Für eines ihrer jüngsten Projekte hat sie im Rahmen des Lübeck Urban Art Festivals ein Haus bemalt. Sie wurde von den deutschen Graffiti-Legenden Gerrit Peters, Mirko Reisser und Heiko Zahlmann eingeladen, was sie als große Ehre empfindet. Ihre Arbeit für das Festival ist auch ein gutes Beispiel für die Behutsamkeit, mit der Julia Benz die Umgebung einbindet: „In Lübeck stehen zwei Bäume vor der Fassade, die im Laufe des Tages wunderschöne Schatten auf der Fläche bilden. Dagegen zu arbeiten war für mich sinnfrei, also beziehe ich diese mit in die Konzeption ein. Es ist am schönsten für mich, wenn die Malerei und der Ort miteinander verschmelzen.“
Auch ein Fenster in der Häuserwand hat sie in ihr Bild mit aufgenommen und es extra betont, anstatt es als Hindernis zu betrachten. „Darauf wurde ich tatsächlich mehrfach von Kolleg*innen angesprochen. Bestenfalls ist es ein Hingucker und kein Störfaktor, kann für sich allein stehen, aber sich auch in die Umgebung einfügen. Wenn dies der Fall ist, sehe ich eine Arbeit als gelungen an.“
Julia Benz betont, dass Projekte im öffentlichen Raum für sie genauso wichtig sind wie Kunstausstellungen in Galerien. Sie möchte die Grenzen zwischen urbaner Kunst und klassischer Kunst aufbrechen und zeigt, dass sie sich nicht in eine Schublade stecken lässt. Sie beschreibt sich selbst als Hybridkünstlerin, die im Urban Contemporary Art Kontext tätig ist, aber auch in der Galerieszene Fuß gefasst hat. Sie arbeitet mit Galerien aus beiden Bereichen zusammen und sieht dies als große Bereicherung an.

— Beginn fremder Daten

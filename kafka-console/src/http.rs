//! Conversions of this crate's errors into HTTP responses.

use crate::error::RegistryError;
use axum::http::header::WWW_AUTHENTICATE;
use axum::http::{HeaderValue, StatusCode};
use axum::response::{IntoResponse, Response};

/// Wraps any error as a 500 response of the observability interface.
pub(crate) struct HttpServerError(pub anyhow::Error);

impl IntoResponse for HttpServerError {
    fn into_response(self) -> Response {
        (
            StatusCode::INTERNAL_SERVER_ERROR,
            format!("HTTP 500 error: {}", self.0),
        )
            .into_response()
    }
}

// Allows `?` on anything convertible into `anyhow::Error` within handlers.
impl<E> From<E> for HttpServerError
where
    E: Into<anyhow::Error>,
{
    fn from(err: E) -> Self {
        Self(err.into())
    }
}

/// Responds with the status of the error's category.
/// Authentication failures carry a `WWW-Authenticate` challenge for the scheme the cluster expects.
impl IntoResponse for RegistryError {
    fn into_response(self) -> Response {
        let category = self.category();
        let status =
            StatusCode::from_u16(category.status).unwrap_or(StatusCode::INTERNAL_SERVER_ERROR);
        let mut response = (
            status,
            format!("{} ({}): {self}", category.title, category.code),
        )
            .into_response();
        if let Some(scheme) = self.challenge() {
            response
                .headers_mut()
                .insert(WWW_AUTHENTICATE, HeaderValue::from_static(scheme));
        }
        response
    }
}
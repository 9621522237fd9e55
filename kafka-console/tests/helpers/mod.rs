use anyhow::{Result, anyhow};
use async_trait::async_trait;
use kafka_console::client::{ClientFactory, ClientHandle};
use kafka_console::config::{Config, KafkaClusterConfig, KafkaConfig};
use kafka_console::merger::ConfigMerger;
use kafka_console::properties::{BOOTSTRAP_SERVERS, ClientKind, PropertyMap};
use kafka_console::resource::{
    KafkaClusterSpec, KafkaResource, KafkaSpec, KafkaStatus, ListenerAuthentication, ListenerSpec,
    ListenerStatus, ObjectMeta, ResourceStore,
};
use kafka_console::services::Services;
use std::collections::BTreeMap;
use std::fmt;
use std::sync::atomic::{AtomicUsize, Ordering};
use std::sync::{Arc, Mutex};
use std::time::Duration;

type CloseHook = Arc<dyn Fn() -> Option<String> + Send + Sync>;

pub struct RecordedHandle {
    pub id: usize,
    pub kind: ClientKind,
    pub properties: PropertyMap,
    closes: AtomicUsize,
    hook: Option<CloseHook>,
    observed_on_close: Mutex<Option<String>>,
}

impl RecordedHandle {
    pub fn closes(&self) -> usize {
        self.closes.load(Ordering::SeqCst)
    }

    /// What the close hook returned when this handle was first closed.
    pub fn observed_on_close(&self) -> Option<String> {
        self.observed_on_close.lock().unwrap().clone()
    }
}

impl fmt::Debug for RecordedHandle {
    fn fmt(&self, f: &mut fmt::Formatter<'_>) -> fmt::Result {
        write!(f, "RecordedHandle({})", self.id)
    }
}

#[async_trait]
impl ClientHandle for RecordedHandle {
    fn kind(&self) -> ClientKind {
        self.kind
    }

    async fn close(&self) -> Result<()> {
        if self.closes.fetch_add(1, Ordering::SeqCst) == 0 {
            if let Some(hook) = &self.hook {
                *self.observed_on_close.lock().unwrap() = hook();
            }
        }
        Ok(())
    }
}

/// A [`ClientFactory`] that records every handle it creates.
#[derive(Default)]
pub struct RecordingFactory {
    created: Mutex<Vec<Arc<RecordedHandle>>>,
    started: AtomicUsize,
    delay: Mutex<Option<Duration>>,
    fail: Mutex<bool>,
    panic_on: Mutex<Option<String>>,
    hook: Mutex<Option<CloseHook>>,
}

impl RecordingFactory {
    pub fn new() -> Arc<Self> {
        Arc::new(RecordingFactory::default())
    }

    pub fn created(&self) -> Vec<Arc<RecordedHandle>> {
        self.created.lock().unwrap().clone()
    }

    pub fn created_of(&self, kind: ClientKind) -> Vec<Arc<RecordedHandle>> {
        self.created()
            .into_iter()
            .filter(|handle| handle.kind == kind)
            .collect()
    }

    /// Number of `create` calls, including those that never completed.
    pub fn started(&self) -> usize {
        self.started.load(Ordering::SeqCst)
    }

    pub fn set_delay(&self, delay: Duration) {
        *self.delay.lock().unwrap() = Some(delay);
    }

    pub fn set_failing(&self, fail: bool) {
        *self.fail.lock().unwrap() = fail;
    }

    /// Makes `create` panic for clients bootstrapping from `bootstrap_servers`.
    pub fn set_panic_on(&self, bootstrap_servers: &str) {
        *self.panic_on.lock().unwrap() = Some(bootstrap_servers.to_owned());
    }

    /// Called by every handle created afterwards when it is first closed.
    pub fn set_close_hook(&self, hook: impl Fn() -> Option<String> + Send + Sync + 'static) {
        *self.hook.lock().unwrap() = Some(Arc::new(hook));
    }
}

#[async_trait]
impl ClientFactory for RecordingFactory {
    async fn create(
        &self,
        kind: ClientKind,
        properties: &PropertyMap,
    ) -> Result<Arc<dyn ClientHandle>> {
        self.started.fetch_add(1, Ordering::SeqCst);
        let panics = self.panic_on.lock().unwrap().clone();
        if panics.is_some() && panics.as_ref() == properties.get(BOOTSTRAP_SERVERS) {
            panic!("malformed cluster {panics:?}");
        }
        let delay = *self.delay.lock().unwrap();
        if let Some(delay) = delay {
            tokio::time::sleep(delay).await;
        }
        if *self.fail.lock().unwrap() {
            return Err(anyhow!("broker unreachable"));
        }

        let mut created = self.created.lock().unwrap();
        let handle = Arc::new(RecordedHandle {
            id: created.len(),
            kind,
            properties: properties.clone(),
            closes: AtomicUsize::new(0),
            hook: self.hook.lock().unwrap().clone(),
            observed_on_close: Mutex::new(None),
        });
        created.push(handle.clone());
        Ok(handle)
    }
}

pub fn no_env(_: &str) -> Option<String> {
    None
}

pub fn config(clusters: Vec<KafkaClusterConfig>) -> Config {
    let config: Config = serde_yaml::from_str(
        r#"
main_log_level: "info"
registry:
  client_construction_timeout_ms: 200
  close_timeout_ms: 200
  drain_timeout_ms: 1000
"#,
    )
    .unwrap();
    Config {
        kafka: KafkaConfig {
            clusters,
            ..Default::default()
        },
        ..config
    }
}

/// A statically configured cluster reachable at `<name>:9092`.
pub fn static_cluster(name: &str, id: &str) -> KafkaClusterConfig {
    KafkaClusterConfig {
        name: name.into(),
        id: Some(id.into()),
        listener: "plain".into(),
        properties: BTreeMap::from([(BOOTSTRAP_SERVERS.into(), format!("{name}:9092"))]),
        ..Default::default()
    }
}

/// A cluster that is only registered once its resource in the `kafka` namespace is seen.
pub fn watched_cluster(name: &str) -> KafkaClusterConfig {
    KafkaClusterConfig {
        name: name.into(),
        namespace: Some("kafka".into()),
        listener: "plain".into(),
        ..Default::default()
    }
}

pub fn resource(name: &str, cluster_id: Option<&str>) -> KafkaResource {
    KafkaResource {
        metadata: ObjectMeta {
            namespace: Some("kafka".into()),
            name: name.into(),
        },
        spec: Default::default(),
        status: Some(KafkaStatus {
            cluster_id: cluster_id.map(str::to_owned),
            listeners: vec![ListenerStatus {
                name: "plain".into(),
                bootstrap_servers: Some(format!("{name}-bootstrap:9092")),
                ..Default::default()
            }],
        }),
    }
}

/// As [`resource`], with the `plain` listener authenticating through OAUTHBEARER.
pub fn oauth_resource(name: &str, cluster_id: &str) -> KafkaResource {
    KafkaResource {
        spec: KafkaSpec {
            kafka: KafkaClusterSpec {
                listeners: vec![ListenerSpec {
                    name: "plain".into(),
                    tls: false,
                    authentication: Some(ListenerAuthentication {
                        auth_type: "oauth".into(),
                    }),
                }],
            },
        },
        ..resource(name, Some(cluster_id))
    }
}

pub async fn start(
    config: &Config,
    resources: &ResourceStore,
    factory: Arc<RecordingFactory>,
) -> Services {
    let merger = ConfigMerger::new(
        config.kafka.client_defaults.clone(),
        factory,
        config.registry.client_construction_timeout(),
    )
    .with_env(Arc::new(no_env));
    Services::start_with(config, resources, merger).await
}

/// Waits until `condition` holds, failing the test after a few seconds.
pub async fn eventually(mut condition: impl FnMut() -> bool) {
    tokio::time::timeout(Duration::from_secs(5), async {
        while !condition() {
            tokio::time::sleep(Duration::from_millis(5)).await;
        }
    })
    .await
    .expect("condition was not met in time");
}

„Im Urban Art Kontext bin ich die, die klassische Malerei studiert hat und auch Galeriekünstlerin ist. Im klassischen Kunstkontext falle ich etwas aus der Reihe, da ich auch Murals male und ein Teil der urbanen Kunstszene bin. Das verfolgt mich seit vielen Jahren und hat seine Vor- und Nachteile,“ betont sie: „Es ist ein Alleinstellungsmerkmal und gleichzeitig fühle ich mich oft nicht richtig zugehörig, egal in welcher dieser Welten. Mittlerweile sind die Übergänge oft auch kaum noch spürbar, das finde ich wunderbar. Je vielseitiger, desto besser! Denn nur so kann das, was zeitgenössisch ist und im Jetzt passiert, adäquat repräsentiert werden und dazu gehört es, diese Grenzen Stück für Stück verschwinden zu lassen.“
Ihre Erfahrungen aus den urbanen Kunstprojekten inspirieren sie und sie nimmt sie voller Energie mit ins Atelier. Dieser Wechsel zwischen dem expansiven öffentlichen Raum und der Intimität des Künstlerinnenstudios bringe sie stets voran und ermutige sie, ihre eigene Bildsprache zu entwickeln und das Medium Malerei neu zu interpretieren. Für Julia Benz ist Kunst Kommunikation, und sie hofft, dass ihre Werke die Menschen dazu inspirieren, über Kunst zu sprechen und sich auf einer anderen Ebene damit auseinanderzusetzen.